MATERIAL PROVIDED START

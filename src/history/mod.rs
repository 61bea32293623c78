//! Conversation history: message model, the tool-call pairing invariant,
//! trimming, and the durable per-chat store.
//!
//! A [`Message`] serialises as the provider wire schema
//! (`{role, content?, tool_calls?, tool_call_id?, name?}`), so the
//! persisted file is exactly the payload the model sees. The whole log is
//! rewritten on every mutation — durability over raw throughput.

use std::path::{Path, PathBuf};

use anyhow::Context as _;
use serde::{Deserialize, Serialize};
use tracing::debug;

use crate::models::ChatMessage;

// ── Message ──────────────────────────────────────────────────

/// A tool invocation requested by the assistant.
#[derive(Debug, Clone, PartialEq, Eq)]
pub struct ToolCall {
    pub id: String,
    pub name: String,
    /// Raw JSON-encoded argument object.
    pub arguments: String,
}

/// One entry in the conversation log.
#[derive(Debug, Clone, PartialEq, Serialize, Deserialize)]
#[serde(try_from = "WireMessage", into = "WireMessage")]
pub enum Message {
    /// Text from the user, or a synthetic instruction from a fired job.
    User(String),
    /// A plain assistant reply.
    AssistantText(String),
    /// The assistant requested one or more tool invocations.
    AssistantToolCalls(Vec<ToolCall>),
    /// The host-side result of one tool invocation.
    ToolResult {
        call_id: String,
        name: String,
        content: String,
    },
}

impl Message {
    /// Provider wire form of this entry.
    pub fn to_chat(&self) -> ChatMessage {
        match self {
            Message::User(text) => ChatMessage::new("user", text.clone()),
            Message::AssistantText(text) => ChatMessage::new("assistant", text.clone()),
            Message::AssistantToolCalls(calls) => ChatMessage {
                role: "assistant".into(),
                content: String::new(),
                tool_calls: Some(
                    calls
                        .iter()
                        .map(|c| {
                            serde_json::json!({
                                "id": c.id,
                                "type": "function",
                                "function": { "name": c.name, "arguments": c.arguments },
                            })
                        })
                        .collect(),
                ),
                tool_call_id: None,
                name: None,
            },
            Message::ToolResult {
                call_id,
                name,
                content,
            } => ChatMessage {
                role: "tool".into(),
                content: content.clone(),
                tool_calls: None,
                tool_call_id: Some(call_id.clone()),
                name: Some(name.clone()),
            },
        }
    }
}

// ── Wire schema ──────────────────────────────────────────────

#[derive(Debug, Clone, Serialize, Deserialize)]
struct WireFunction {
    name: String,
    arguments: String,
}

#[derive(Debug, Clone, Serialize, Deserialize)]
struct WireToolCall {
    id: String,
    #[serde(rename = "type")]
    kind: String,
    function: WireFunction,
}

/// The persisted / on-the-wire shape of a [`Message`].
#[derive(Debug, Clone, Serialize, Deserialize)]
struct WireMessage {
    role: String,
    #[serde(default, skip_serializing_if = "Option::is_none")]
    content: Option<String>,
    #[serde(default, skip_serializing_if = "Option::is_none")]
    tool_calls: Option<Vec<WireToolCall>>,
    #[serde(default, skip_serializing_if = "Option::is_none")]
    tool_call_id: Option<String>,
    #[serde(default, skip_serializing_if = "Option::is_none")]
    name: Option<String>,
}

impl From<Message> for WireMessage {
    fn from(m: Message) -> Self {
        match m {
            Message::User(content) => WireMessage {
                role: "user".into(),
                content: Some(content),
                tool_calls: None,
                tool_call_id: None,
                name: None,
            },
            Message::AssistantText(content) => WireMessage {
                role: "assistant".into(),
                content: Some(content),
                tool_calls: None,
                tool_call_id: None,
                name: None,
            },
            Message::AssistantToolCalls(calls) => WireMessage {
                role: "assistant".into(),
                content: None,
                tool_calls: Some(
                    calls
                        .into_iter()
                        .map(|c| WireToolCall {
                            id: c.id,
                            kind: "function".into(),
                            function: WireFunction {
                                name: c.name,
                                arguments: c.arguments,
                            },
                        })
                        .collect(),
                ),
                tool_call_id: None,
                name: None,
            },
            Message::ToolResult {
                call_id,
                name,
                content,
            } => WireMessage {
                role: "tool".into(),
                content: Some(content),
                tool_calls: None,
                tool_call_id: Some(call_id),
                name: Some(name),
            },
        }
    }
}

impl TryFrom<WireMessage> for Message {
    type Error = String;

    fn try_from(w: WireMessage) -> Result<Self, Self::Error> {
        match w.role.as_str() {
            "user" => Ok(Message::User(w.content.unwrap_or_default())),
            "assistant" => match w.tool_calls {
                Some(calls) => Ok(Message::AssistantToolCalls(
                    calls
                        .into_iter()
                        .map(|c| ToolCall {
                            id: c.id,
                            name: c.function.name,
                            arguments: c.function.arguments,
                        })
                        .collect(),
                )),
                None => Ok(Message::AssistantText(w.content.unwrap_or_default())),
            },
            "tool" => Ok(Message::ToolResult {
                call_id: w
                    .tool_call_id
                    .ok_or_else(|| "tool message without tool_call_id".to_string())?,
                name: w.name.unwrap_or_default(),
                content: w.content.unwrap_or_default(),
            }),
            other => Err(format!("unknown message role: {other}")),
        }
    }
}

// ── History ──────────────────────────────────────────────────

/// Ordered, insertion-order-significant conversation log. Append-only
/// during a turn; only the trim operation mutates it wholesale.
#[derive(Debug, Default, Clone)]
pub struct History {
    messages: Vec<Message>,
}

impl History {
    pub fn new() -> Self {
        Self::default()
    }

    pub fn from_messages(messages: Vec<Message>) -> Self {
        Self { messages }
    }

    pub fn push(&mut self, message: Message) {
        self.messages.push(message);
    }

    pub fn messages(&self) -> &[Message] {
        &self.messages
    }

    pub fn len(&self) -> usize {
        self.messages.len()
    }

    pub fn is_empty(&self) -> bool {
        self.messages.is_empty()
    }

    pub fn clear(&mut self) {
        self.messages.clear();
    }

    /// Verify the pairing invariant: every `ToolResult` must match a
    /// `call_id` in the nearest preceding `AssistantToolCalls`, with no
    /// other message kind in between.
    pub fn check_pairing(&self) -> Result<(), String> {
        let mut open: Vec<&str> = Vec::new();
        for (idx, message) in self.messages.iter().enumerate() {
            match message {
                Message::AssistantToolCalls(calls) => {
                    open = calls.iter().map(|c| c.id.as_str()).collect();
                }
                Message::ToolResult { call_id, .. } => {
                    if !open.contains(&call_id.as_str()) {
                        return Err(format!(
                            "tool result at index {idx} has no matching preceding call_id {call_id}"
                        ));
                    }
                }
                _ => open.clear(),
            }
        }
        Ok(())
    }

    /// Remove `floor(len * fraction)` oldest entries as a contiguous
    /// prefix.
    ///
    /// The cut point is extended forward past any `ToolResult`, so a trim
    /// can never orphan a result whose paired `AssistantToolCalls` fell
    /// inside the removed prefix. Returns the number of entries removed.
    pub fn trim_fraction(&mut self, fraction: f64) -> usize {
        let mut cut = (self.messages.len() as f64 * fraction).floor() as usize;
        if cut == 0 {
            return 0;
        }
        while cut < self.messages.len()
            && matches!(self.messages[cut], Message::ToolResult { .. })
        {
            cut += 1;
        }
        self.messages.drain(..cut);
        cut
    }
}

// ── HistoryStore ─────────────────────────────────────────────

/// Durable storage for one chat's history: a single JSON file holding the
/// ordered message list, rewritten in full on every mutation.
pub struct HistoryStore {
    path: PathBuf,
}

impl HistoryStore {
    /// Store handle for `dir/<chat_id>.json` (does NOT touch the
    /// filesystem).
    pub fn new(dir: &Path, chat_id: i64) -> Self {
        Self {
            path: dir.join(format!("{chat_id}.json")),
        }
    }

    pub fn path(&self) -> &Path {
        &self.path
    }

    /// Load the persisted history. A missing file is an empty history.
    pub async fn load(&self) -> anyhow::Result<Vec<Message>> {
        let content = match tokio::fs::read_to_string(&self.path).await {
            Ok(c) => c,
            Err(e) if e.kind() == std::io::ErrorKind::NotFound => return Ok(Vec::new()),
            Err(e) => {
                return Err(e).with_context(|| format!("read {}", self.path.display()));
            }
        };
        serde_json::from_str(&content)
            .with_context(|| format!("parse history file {}", self.path.display()))
    }

    /// Write the full message list, creating the parent directory if
    /// necessary.
    pub async fn save(&self, messages: &[Message]) -> anyhow::Result<()> {
        if let Some(parent) = self.path.parent() {
            tokio::fs::create_dir_all(parent)
                .await
                .context("create history dir")?;
        }
        let json = serde_json::to_string_pretty(messages).context("serialize history")?;
        tokio::fs::write(&self.path, json)
            .await
            .with_context(|| format!("write {}", self.path.display()))?;
        debug!(path = %self.path.display(), entries = messages.len(), "history persisted");
        Ok(())
    }
}

// ── Tests ────────────────────────────────────────────────────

MATERIAL PROVIDED END

### REQUIREMENT
Only a number should be returned: the count of lines above that include "WireMessage".

### ANSWER FOR THIS EXERCISE
9